SELECT statement doesn't return the expected results

Hello there good people of Stackoverflow.

I have a issue with my Sql, since I'm new to it I'm quite sure that its a matter of Syntax or bad/misunderstod logic.

here is the relevant frondend:

<asp:DropDownList ID="DropDownList_Brand" runat="server">
<asp:ListItem>Brændeovn</asp:ListItem>
<asp:ListItem>Brændespande</asp:ListItem>
<asp:ListItem>Pejsesæt</asp:ListItem>
<asp:ListItem>Optænding</asp:ListItem>
<asp:ListItem>Vedligeholdelse</asp:ListItem>
</asp:DropDownList>
<asp:TextBox ID="TextBox_Sog_Adv" runat="server"></asp:TextBox>
<asp:Button ID="Button_Sog_Adv" runat="server" Text="SØG" OnClick="Button_Sog_Click_Adv" />


And here is the backend:

protected void Button_Sog_Click_Adv(object sender, EventArgs e)
{
SqlConnection conn = new SqlConnection(ConfigurationManager.ConnectionStrings["ConnectionString"].ToString());
SqlCommand cmd = new SqlCommand();
cmd.Connection = conn;
var Pr_Navn = TextBox_Sog_Adv.Text;
var Pr_Type = DropDownList_Brand.Text;
cmd.CommandText = "SELECT * FROM Table_Products WHERE products_name LIKE '%" + Pr_Navn + "%' OR products_brand LIKE '%" + Pr_Navn + "%' AND products_type='" + Pr_Type + "'";


SqlDataAdapter adapter = new SqlDataAdapter(cmd);
DataTable dt = new DataTable();
adapter.Fill(dt);
Repeater_Sog_Adv.DataSource = dt;
Repeater_Sog_Adv.DataBind();
}


Now I'm quite sure its the AND thats the problem, I'm lead to belive that AND is like OR but it must be True. (Might be Wrong)

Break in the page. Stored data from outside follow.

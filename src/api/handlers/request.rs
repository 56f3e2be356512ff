use crate::application::request::{
    add_request as execute_add_request, get_all_requests as execute_get_all_requests,
    get_own_requests as execute_get_own_requests, get_request_by_id as execute_get_request_by_id,
};
use crate::domain::commands::CreateRequest;
use crate::domain::value_objects::RequestId;
use axum::{
    Json,
    extract::{Path, Query, State},
};
use std::sync::Arc;
use uuid::Uuid;

use super::AppState;
use super::super::{
    error::ApiError,
    extract::SharerUserId,
    types::{PageQuery, RequestCreateRequest, RequestResponse, RequestWithItemsResponse},
};

const DEFAULT_FROM: i32 = 0;
/// 他ユーザーのリクエスト一覧の既定サイズ
const DEFAULT_SIZE: i32 = 20;

/// POST /requests - アイテムリクエストを起票
pub async fn add_request(
    State(state): State<Arc<AppState>>,
    SharerUserId(user_id): SharerUserId,
    Json(req): Json<RequestCreateRequest>,
) -> Result<Json<RequestResponse>, ApiError> {
    let cmd = CreateRequest {
        requestor_id: user_id,
        description: req.description,
    };

    let request = execute_add_request(&state.service_deps, cmd).await?;

    Ok(Json(RequestResponse::from(request)))
}

/// GET /requests - 自分のリクエスト一覧（応答アイテム付き）
pub async fn get_requests(
    State(state): State<Arc<AppState>>,
    SharerUserId(user_id): SharerUserId,
) -> Result<Json<Vec<RequestWithItemsResponse>>, ApiError> {
    let requests = execute_get_own_requests(&state.service_deps, user_id).await?;

    Ok(Json(
        requests
            .into_iter()
            .map(RequestWithItemsResponse::from)
            .collect(),
    ))
}

/// GET /requests/all - 他ユーザーのリクエスト一覧（ページ指定）
pub async fn get_all_requests(
    State(state): State<Arc<AppState>>,
    SharerUserId(user_id): SharerUserId,
    Query(query): Query<PageQuery>,
) -> Result<Json<Vec<RequestWithItemsResponse>>, ApiError> {
    let requests = execute_get_all_requests(
        &state.service_deps,
        user_id,
        query.from.unwrap_or(DEFAULT_FROM),
        query.size.unwrap_or(DEFAULT_SIZE),
    )
    .await?;

    Ok(Json(
        requests
            .into_iter()
            .map(RequestWithItemsResponse::from)
            .collect(),
    ))
}

/// GET /requests/:id - リクエストを取得（応答アイテム付き）
pub async fn get_request_by_id(
    State(state): State<Arc<AppState>>,
    SharerUserId(user_id): SharerUserId,
    Path(request_id): Path<Uuid>,
) -> Result<Json<RequestWithItemsResponse>, ApiError> {
    let request = execute_get_request_by_id(
        &state.service_deps,
        user_id,
        RequestId::from_uuid(request_id),
    )
    .await?;

    Ok(Json(RequestWithItemsResponse::from(request)))
}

Yet the main focus here is this line:

cmd.CommandText = "SELECT * FROM Table_Products WHERE products_name LIKE '%" + Pr_Navn + "%' OR products_brand LIKE '%" + Pr_Navn + "%' AND products_type='" + Pr_Type + "'";


Any help is much appreciated.

Answer

You probably miss some parenthesis

WHERE (products_name LIKE '%" + Pr_Navn + "%' OR products_brand LIKE '%" + Pr_Navn + "%') AND products_type='" + Pr_Type + "'";

You may take a look at operator precedence in sql (sql server here) to understand how mixed OR/AND are treated, and forget it immediatly to remember you should rather use parenthesis.

Now, your should take care of sql injection, and use parameterized queries.